Once again, it's been quite some time since my last log. We have been kept quite busy recently...and I've had enough going on my own life to write a book.
He softly chuckles to himself.
Well..after the last incident, Starfleet was able to retrieve our Commander Asada. He then promptly reinstated his transfer request and left the ship, transferring to the Pilgrim. In some ways, I miss him...but after a few lengthy conversations I think it's for the best. At the same time, we had a JAG officer placed on board in a 'diplomatic' role...I guess I haven't moved around too much since I transferred onto the Sentinel, but I've never heard of such a thing occurring. Lieutenant Springfield...gonna be hard to forget the first time I met the man. He walked over to Alice and I and told her, "I didn't know angels served on starships." I mean seriously? Fortunately Alice has no recollection of the eyes she was giving him after he said that...
Jon shakes his head.
We were on patrol in the Hromi Cluster, when our science officer, Lieutenant C'son discovered some coordinates through a puzzle. We of course went to investigate...and boy did we find something. When we initially arrived, the crew began to appear and disappear...it was nuts. As we would learn later, The People, also known as the Travanyei, were protecting us in some way. We remained in orbit around their planet as we began diplomatic engagements.
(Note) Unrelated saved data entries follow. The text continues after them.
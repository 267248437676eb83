use chrono::{DateTime, Utc};
use serde::Serialize;

use crate::config::EstimationConfig;
use crate::report::NormalizedReport;
use crate::schema::BackendReview;

/// Batch-level dashboard metrics over the whole review corpus. Fractional
/// fields are pre-formatted strings, matching what the dashboard renders.
#[derive(Debug, Clone, PartialEq, Eq, Serialize)]
#[serde(rename_all = "camelCase")]
pub struct CorpusMetrics {
    pub prs_analyzed: usize,
    pub avg_analysis_time_minutes: String,
    pub auto_approved_pct: String,
    pub engineering_hours_saved: String,
}

/// Compute metrics over all successfully parsed reviews. An empty corpus
/// yields `None`, the "no data" sentinel rather than an error.
pub fn corpus_metrics(
    reviews: &[&BackendReview],
    estimation: &EstimationConfig,
) -> Option<CorpusMetrics> {
    if reviews.is_empty() {
        return None;
    }

    let count = reviews.len();
    let total_ms: u64 = reviews.iter().map(|r| r.metadata.took_ms).sum();
    let avg_minutes = total_ms as f64 / count as f64 / 1000.0 / 60.0;

    let approved = reviews
        .iter()
        .filter(|r| r.overall_recommendation == "APPROVE")
        .count();
    let approved_pct = approved as f64 / count as f64 * 100.0;

    let hours_saved = count as f64 * estimation.hours_saved_per_review();

    Some(CorpusMetrics {
        prs_analyzed: count,
        avg_analysis_time_minutes: format!("{avg_minutes:.1}"),
        auto_approved_pct: format!("{approved_pct:.0}"),
        engineering_hours_saved: format!("{hours_saved:.0}"),
    })
}

/// Order assembled reports most-recently-generated first. The sort is
/// stable, so reports with equal instants keep their encounter order.
pub fn sort_reports(
    mut reports: Vec<(NormalizedReport, DateTime<Utc>)>,
) -> Vec<NormalizedReport> {
    reports.sort_by(|a, b| b.1.cmp(&a.1));
    reports.into_iter().map(|(report, _)| report).collect()
}

#[cfg(test)]
mod tests {
    use super::*;
    use crate::report::assemble_report;
    use crate::schema::BackendMetadata;
    use chrono::TimeZone;

    fn review(recommendation: &str, took_ms: u64) -> BackendReview {
        BackendReview {
            overall_recommendation: recommendation.to_string(),
            metadata: BackendMetadata {
                took_ms,
                ..Default::default()
            },
            ..Default::default()
        }
    }

    fn metrics_for(reviews: &[BackendReview]) -> Option<CorpusMetrics> {
        let refs: Vec<&BackendReview> = reviews.iter().collect();
        corpus_metrics(&refs, &EstimationConfig::default())
    }

    #[test]
    fn test_empty_corpus_is_sentinel() {
        assert_eq!(metrics_for(&[]), None);
    }

    #[test]
    fn test_count() {
        let reviews = vec![review("APPROVE", 0), review("BLOCK", 0)];
        assert_eq!(metrics_for(&reviews).unwrap().prs_analyzed, 2);
    }

    #[test]
    fn test_avg_duration_one_decimal() {
        // (500 + 1500) / 2 / 1000 / 60 = 0.0166… → "0.0"
        let reviews = vec![review("APPROVE", 500), review("APPROVE", 1500)];
        assert_eq!(
            metrics_for(&reviews).unwrap().avg_analysis_time_minutes,
            "0.0"
        );
    }

    #[test]
    fn test_avg_duration_minutes_scale() {
        // 3 minutes and 6 minutes average to 4.5
        let reviews = vec![review("APPROVE", 180_000), review("APPROVE", 360_000)];
        assert_eq!(
            metrics_for(&reviews).unwrap().avg_analysis_time_minutes,
            "4.5"
        );
    }

    #[test]
    fn test_missing_took_ms_counts_as_zero() {
        let reviews = vec![review("APPROVE", 120_000), BackendReview::default()];
        assert_eq!(
            metrics_for(&reviews).unwrap().avg_analysis_time_minutes,
            "1.0"
        );
    }

    #[test]
    fn test_approved_percentage() {
        let reviews = vec![
            review("APPROVE", 0),
            review("REQUEST_CHANGES", 0),
            review("BLOCK", 0),
            review("BLOCK", 0),
        ];
        assert_eq!(metrics_for(&reviews).unwrap().auto_approved_pct, "25");
    }

    #[test]
    fn test_approved_matches_raw_value_exactly() {
        // Collapsed-to-BLOCK values and casing variants do not count
        let reviews = vec![review("approve", 0), review("APPROVED", 0)];
        assert_eq!(metrics_for(&reviews).unwrap().auto_approved_pct, "0");
    }

    #[test]
    fn test_hours_saved_uses_estimation_constant() {
        let reviews: Vec<BackendReview> = (0..20).map(|_| review("APPROVE", 0)).collect();
        // 20 reviews × 0.45 h
        let metrics = metrics_for(&reviews).unwrap();
        assert_eq!(metrics.engineering_hours_saved, "9");

        let reviews: Vec<BackendReview> = (0..100).map(|_| review("APPROVE", 0)).collect();
        assert_eq!(metrics_for(&reviews).unwrap().engineering_hours_saved, "45");
    }

    #[test]
    fn test_hours_saved_respects_config_override() {
        let reviews = vec![review("APPROVE", 0); 4];
        let refs: Vec<&BackendReview> = reviews.iter().collect();
        let estimation = EstimationConfig {
            manual_review_minutes: 63.0,
            automated_review_minutes: 3.0,
        };
        let metrics = corpus_metrics(&refs, &estimation).unwrap();
        assert_eq!(metrics.engineering_hours_saved, "4");
    }

    #[test]
    fn test_metrics_serialize_dashboard_field_names() {
        let reviews = vec![review("APPROVE", 60_000)];
        let json = serde_json::to_value(metrics_for(&reviews).unwrap()).unwrap();
        assert_eq!(json["prsAnalyzed"], 1);
        assert_eq!(json["avgAnalysisTimeMinutes"], "1.0");
        assert_eq!(json["autoApprovedPct"], "100");
        assert_eq!(json["engineeringHoursSaved"], "0");
    }

    // --- ordering ---

    fn dated_report(filename: &str, ts: &str) -> (NormalizedReport, DateTime<Utc>) {
        let review = BackendReview {
            metadata: BackendMetadata {
                generated_at: ts.to_string(),
                ..Default::default()
            },
            ..Default::default()
        };
        let now = Utc.with_ymd_and_hms(2024, 6, 1, 0, 0, 0).unwrap();
        let instant = crate::report::resolve_generated_at(&review).unwrap_or(DateTime::UNIX_EPOCH);
        (assemble_report(&review, filename, now), instant)
    }

    #[test]
    fn test_sort_most_recent_first() {
        let sorted = sort_reports(vec![
            dated_report("t1.json", "2024-01-01T00:00:00Z"),
            dated_report("t3.json", "2024-03-01T00:00:00Z"),
            dated_report("t2.json", "2024-02-01T00:00:00Z"),
        ]);
        let ids: Vec<&str> = sorted
            .iter()
            .map(|r| r.id.split('-').next().unwrap())
            .collect();
        assert_eq!(ids, ["t3", "t2", "t1"]);
    }

    #[test]
    fn test_sort_missing_timestamp_goes_last() {
        let sorted = sort_reports(vec![
            dated_report("undated.json", ""),
            dated_report("dated.json", "2024-01-01T00:00:00Z"),
        ]);
        assert!(sorted[0].id.starts_with("dated-"));
        assert!(sorted[1].id.starts_with("undated-"));
    }

    #[test]
    fn test_sort_ties_keep_encounter_order() {
        let sorted = sort_reports(vec![
            dated_report("first.json", "2024-01-01T00:00:00Z"),
            dated_report("second.json", "2024-01-01T00:00:00Z"),
            dated_report("third.json", "2024-01-01T00:00:00Z"),
        ]);
        assert!(sorted[0].id.starts_with("first-"));
        assert!(sorted[1].id.starts_with("second-"));
        assert!(sorted[2].id.starts_with("third-"));
    }
}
He runs a hand up and down his face.
Meanwhile..things with Alice and I...they just seemed to be getting progressively worse. An alpha shift couldn't go by without us having an argument over Decia. I did my utmost to pacify her and I thought it was working. I was even working on a cheesecake for her, which she seemed thrilled with. Decia stopped by as I was cooking...more problems with Ensign Adryan. She refused to be specific but something he had made her promise not to speak of when he was drunk, and now that he was sober he was dying to know. And the guy has the nerve to call me emotionally unstable. Anyways, I'm doing my best to help her sort this situation out when Alice walks in and starts flipping her lid. She was clearly the last person Alice wanted to see that point...and went on this nasty tirade, it really caught me off guard as I'd never seen Alice like that before. I tried to make her see sense but that only enraged her more and she went and locked herself up in the bedroom. Something within me told me I needed to try to sort this out...to finally make her see Decia as I did. I overrode the lock and she flipped again. Left our quarters faster than you could blink and went off to see Denise.
Jon lets out a deep sigh.
Things went from bad to worse...apparently Decia had the bright idea of stopping by at this point and trying to work things out...to which Alice responding by basically trying to blackmail her off the ship and prevent her from speaking to me ever again. I realize how this sounds, and quite frankly it's stunning to even say given how long and how closely I have known Alice Walker. She was using...information that would negatively affect Decia and her team as a weapon against her. Initially Decia went to the captain and handed in a transfer request. I wish she had come to me anyway before doing anything...at least give me a chance to reason with Alice, to explain how insane it was to blackmail a fellow officer. Decia's response was to come up to the bridge and punch Alice in the face.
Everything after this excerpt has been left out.